Action item
Each record must be printed again exactly as given.

Extracted entries
--- --- ---

//! Configuration loading and root folder resolution
//!
//! Every CAMPUS service stores its database and media under one shared root
//! folder. Resolution priority:
//! 1. Command-line argument (highest priority)
//! 2. Environment variable (`CAMPUS_ROOT_FOLDER`)
//! 3. TOML config file (`root_folder` key)
//! 4. OS-dependent compiled default (fallback)

use crate::{Error, Result};
use serde::Deserialize;
use std::path::PathBuf;

/// Environment variable naming the root folder
pub const ROOT_FOLDER_ENV: &str = "CAMPUS_ROOT_FOLDER";

/// Optional TOML config file contents (`~/.config/campus/config.toml`)
#[derive(Debug, Clone, Default, Deserialize)]
pub struct TomlConfig {
    /// Shared root folder override
    pub root_folder: Option<String>,
    /// Payment provider key id (can also live in the settings table)
    pub payment_key_id: Option<String>,
    /// Payment provider secret
    pub payment_key_secret: Option<String>,
    /// Video service API key
    pub video_api_key: Option<String>,
    /// Video service signing secret
    pub video_api_secret: Option<String>,
}

/// Service entry from the `module_config` table
#[derive(Debug, Clone)]
pub struct ModuleConfig {
    pub module_name: String,
    pub host: String,
    pub port: u16,
    pub enabled: bool,
}

/// Resolve the shared root folder.
pub fn resolve_root_folder(cli_arg: Option<&str>) -> PathBuf {
    // Priority 1: Command-line argument
    if let Some(path) = cli_arg {
        return PathBuf::from(path);
    }

    // Priority 2: Environment variable
    if let Ok(path) = std::env::var(ROOT_FOLDER_ENV) {
        if !path.is_empty() {
            return PathBuf::from(path);
        }
    }

    // Priority 3: TOML config file
    if let Ok(config) = load_toml_config() {
        if let Some(root_folder) = config.root_folder {
            return PathBuf::from(root_folder);
        }
    }

    // Priority 4: OS-dependent compiled default
    default_root_folder()
}

/// Load the TOML config file if one exists for this platform
pub fn load_toml_config() -> Result<TomlConfig> {
    let path = config_file_path()?;
    let content = std::fs::read_to_string(&path)
        .map_err(|e| Error::Config(format!("Read {} failed: {}", path.display(), e)))?;
    toml::from_str(&content).map_err(|e| Error::Config(format!("Parse TOML failed: {}", e)))
}

/// Locate the configuration file for the platform
fn config_file_path() -> Result<PathBuf> {
    if cfg!(target_os = "linux") {
        // Try ~/.config/campus/config.toml first, then /etc/campus/config.toml
        if let Some(path) = dirs::config_dir().map(|d| d.join("campus").join("config.toml")) {
            if path.exists() {
                return Ok(path);
            }
        }
        let system_config = PathBuf::from("/etc/campus/config.toml");
        if system_config.exists() {
            return Ok(system_config);
        }
        Err(Error::Config("No config file found".to_string()))
    } else {
        let path = dirs::config_dir()
            .map(|d| d.join("campus").join("config.toml"))
            .ok_or_else(|| Error::Config("Could not determine config directory".to_string()))?;
        if path.exists() {
            Ok(path)
        } else {
            Err(Error::Config(format!("Config file not found: {:?}", path)))
        }
    }
}

/// OS-dependent default root folder path
fn default_root_folder() -> PathBuf {
    if cfg!(target_os = "linux") {
        dirs::data_local_dir()
            .map(|d| d.join("campus"))
            .unwrap_or_else(|| PathBuf::from("/var/lib/campus"))
    } else if cfg!(target_os = "macos") {
        dirs::data_dir()
            .map(|d| d.join("campus"))
            .unwrap_or_else(|| PathBuf::from("/Library/Application Support/campus"))
    } else if cfg!(target_os = "windows") {
        dirs::data_local_dir()
            .map(|d| d.join("campus"))
            .unwrap_or_else(|| PathBuf::from("C:\\ProgramData\\campus"))
    } else {
        PathBuf::from("./campus_data")
    }
}

/// Helpers derived from a resolved root folder
#[derive(Debug, Clone)]
pub struct RootFolder {
    path: PathBuf,
}

impl RootFolder {
    pub fn new(path: PathBuf) -> Self {
        Self { path }
    }

    /// Create the root folder and its media subfolder if missing
    pub fn ensure_exists(&self) -> Result<()> {
        std::fs::create_dir_all(&self.path)?;
        std::fs::create_dir_all(self.media_dir())?;
        Ok(())
    }

    pub fn path(&self) -> &PathBuf {
        &self.path
    }

    /// Path of the shared SQLite database
    pub fn database_path(&self) -> PathBuf {
        self.path.join("campus.db")
    }

    /// Folder holding uploaded media (thumbnails, lecture video/audio, notes)
    pub fn media_dir(&self) -> PathBuf {
        self.path.join("media")
    }
}

/// Load a service's host/port from the database
#[cfg(feature = "sqlx")]
pub async fn load_module_config(
    db: &sqlx::SqlitePool,
    module_name: &str,
) -> Result<ModuleConfig> {
    let record = sqlx::query_as::<_, (String, String, i64, i64)>(
        "SELECT module_name, host, port, enabled FROM module_config WHERE module_name = ?",
    )
    .bind(module_name)
    .fetch_one(db)
    .await?;

    Ok(ModuleConfig {
        module_name: record.0,
        host: record.1,
        port: record.2 as u16,
        enabled: record.3 != 0,
    })
}

#[cfg(test)]
mod tests {
    use super::*;

    #[test]
    fn cli_argument_wins() {
        let resolved = resolve_root_folder(Some("/tmp/campus-test"));
        assert_eq!(resolved, PathBuf::from("/tmp/campus-test"));
    }

    #[test]
    fn default_is_non_empty() {
        // Whatever the platform, the fallback must produce a usable path.
        let folder = default_root_folder();
        assert!(!folder.as_os_str().is_empty());
    }

    #[test]
    fn root_folder_paths() {
        let root = RootFolder::new(PathBuf::from("/data/campus"));
        assert_eq!(root.database_path(), PathBuf::from("/data/campus/campus.db"));
        assert_eq!(root.media_dir(), PathBuf::from("/data/campus/media"));
    }
}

--- --- ---

Answer to this problem
//! Configuration loading and root folder resolution
//!
//! Every CAMPUS service stores its database and media under one shared root
//! folder. Resolution priority:
//! 1. Command-line argument (highest priority)
//! 2. Environment variable (`CAMPUS_ROOT_FOLDER`)
//! 3. TOML config file (`root_folder` key)
//! 4. OS-dependent compiled default (fallback)

use crate::{Error, Result};
use serde::Deserialize;
use std::path::PathBuf;

/// Environment variable naming the root folder
pub const ROOT_FOLDER_ENV: &str = "CAMPUS_ROOT_FOLDER";

/// Optional TOML config file contents (`~/.config/campus/config.toml`)
#[derive(Debug, Clone, Default, Deserialize)]
pub struct TomlConfig {
    /// Shared root folder override
    pub root_folder: Option<String>,
    /// Payment provider key id (can also live in the settings table)
    pub payment_key_id: Option<String>,
    /// Payment provider secret
    pub payment_key_secret: Option<String>,
    /// Video service API key
    pub video_api_key: Option<String>,
    /// Video service signing secret
    pub video_api_secret: Option<String>,
}

/// Service entry from the `module_config` table
#[derive(Debug, Clone)]
pub struct ModuleConfig {
    pub module_name: String,
    pub host: String,
    pub port: u16,
    pub enabled: bool,
}

/// Resolve the shared root folder.
pub fn resolve_root_folder(cli_arg: Option<&str>) -> PathBuf {
    // Priority 1: Command-line argument
    if let Some(path) = cli_arg {
        return PathBuf::from(path);
    }

    // Priority 2: Environment variable
    if let Ok(path) = std::env::var(ROOT_FOLDER_ENV) {
        if !path.is_empty() {
            return PathBuf::from(path);
        }
    }

    // Priority 3: TOML config file
    if let Ok(config) = load_toml_config() {
        if let Some(root_folder) = config.root_folder {
            return PathBuf::from(root_folder);
        }
    }

    // Priority 4: OS-dependent compiled default
    default_root_folder()
}

/// Load the TOML config file if one exists for this platform
pub fn load_toml_config() -> Result<TomlConfig> {
    let path = config_file_path()?;
    let content = std::fs::read_to_string(&path)
        .map_err(|e| Error::Config(format!("Read {} failed: {}", path.display(), e)))?;
    toml::from_str(&content).map_err(|e| Error::Config(format!("Parse TOML failed: {}", e)))
}

/// Locate the configuration file for the platform
fn config_file_path() -> Result<PathBuf> {
    if cfg!(target_os = "linux") {
        // Try ~/.config/campus/config.toml first, then /etc/campus/config.toml
        if let Some(path) = dirs::config_dir().map(|d| d.join("campus").join("config.toml")) {
            if path.exists() {
                return Ok(path);
            }
        }
        let system_config = PathBuf::from("/etc/campus/config.toml");
        if system_config.exists() {
            return Ok(system_config);
        }
        Err(Error::Config("No config file found".to_string()))
    } else {
        let path = dirs::config_dir()
            .map(|d| d.join("campus").join("config.toml"))
            .ok_or_else(|| Error::Config("Could not determine config directory".to_string()))?;
        if path.exists() {
            Ok(path)
        } else {
            Err(Error::Config(format!("Config file not found: {:?}", path)))
        }
    }
}

/// OS-dependent default root folder path
fn default_root_folder() -> PathBuf {
    if cfg!(target_os = "linux") {
        dirs::data_local_dir()
            .map(|d| d.join("campus"))
            .unwrap_or_else(|| PathBuf::from("/var/lib/campus"))
    } else if cfg!(target_os = "macos") {
        dirs::data_dir()
            .map(|d| d.join("campus"))
            .unwrap_or_else(|| PathBuf::from("/Library/Application Support/campus"))
    } else if cfg!(target_os = "windows") {
        dirs::data_local_dir()
            .map(|d| d.join("campus"))
            .unwrap_or_else(|| PathBuf::from("C:\\ProgramData\\campus"))
    } else {
        PathBuf::from("./campus_data")
    }
}

/// Helpers derived from a resolved root folder
#[derive(Debug, Clone)]
pub struct RootFolder {
    path: PathBuf,
}

impl RootFolder {
    pub fn new(path: PathBuf) -> Self {
        Self { path }
    }

    /// Create the root folder and its media subfolder if missing
    pub fn ensure_exists(&self) -> Result<()> {
        std::fs::create_dir_all(&self.path)?;
        std::fs::create_dir_all(self.media_dir())?;
        Ok(())
    }

    pub fn path(&self) -> &PathBuf {
        &self.path
    }

    /// Path of the shared SQLite database
    pub fn database_path(&self) -> PathBuf {
        self.path.join("campus.db")
    }

    /// Folder holding uploaded media (thumbnails, lecture video/audio, notes)
    pub fn media_dir(&self) -> PathBuf {
        self.path.join("media")
    }
}

/// Load a service's host/port from the database
#[cfg(feature = "sqlx")]
pub async fn load_module_config(
    db: &sqlx::SqlitePool,
    module_name: &str,
) -> Result<ModuleConfig> {
    let record = sqlx::query_as::<_, (String, String, i64, i64)>(
        "SELECT module_name, host, port, enabled FROM module_config WHERE module_name = ?",
    )
    .bind(module_name)
    .fetch_one(db)
    .await?;

    Ok(ModuleConfig {
        module_name: record.0,
        host: record.1,
        port: record.2 as u16,
        enabled: record.3 != 0,
    })
}

#[cfg(test)]
mod tests {
    use super::*;

    #[test]
    fn cli_argument_wins() {
        let resolved = resolve_root_folder(Some("/tmp/campus-test"));
        assert_eq!(resolved, PathBuf::from("/tmp/campus-test"));
    }

    #[test]
    fn default_is_non_empty() {
        // Whatever the platform, the fallback must produce a usable path.
        let folder = default_root_folder();
        assert!(!folder.as_os_str().is_empty());
    }

    #[test]
    fn root_folder_paths() {
        let root = RootFolder::new(PathBuf::from("/data/campus"));
        assert_eq!(root.database_path(), PathBuf::from("/data/campus/campus.db"));
        assert_eq!(root.media_dir(), PathBuf::from("/data/campus/media"));
    }
}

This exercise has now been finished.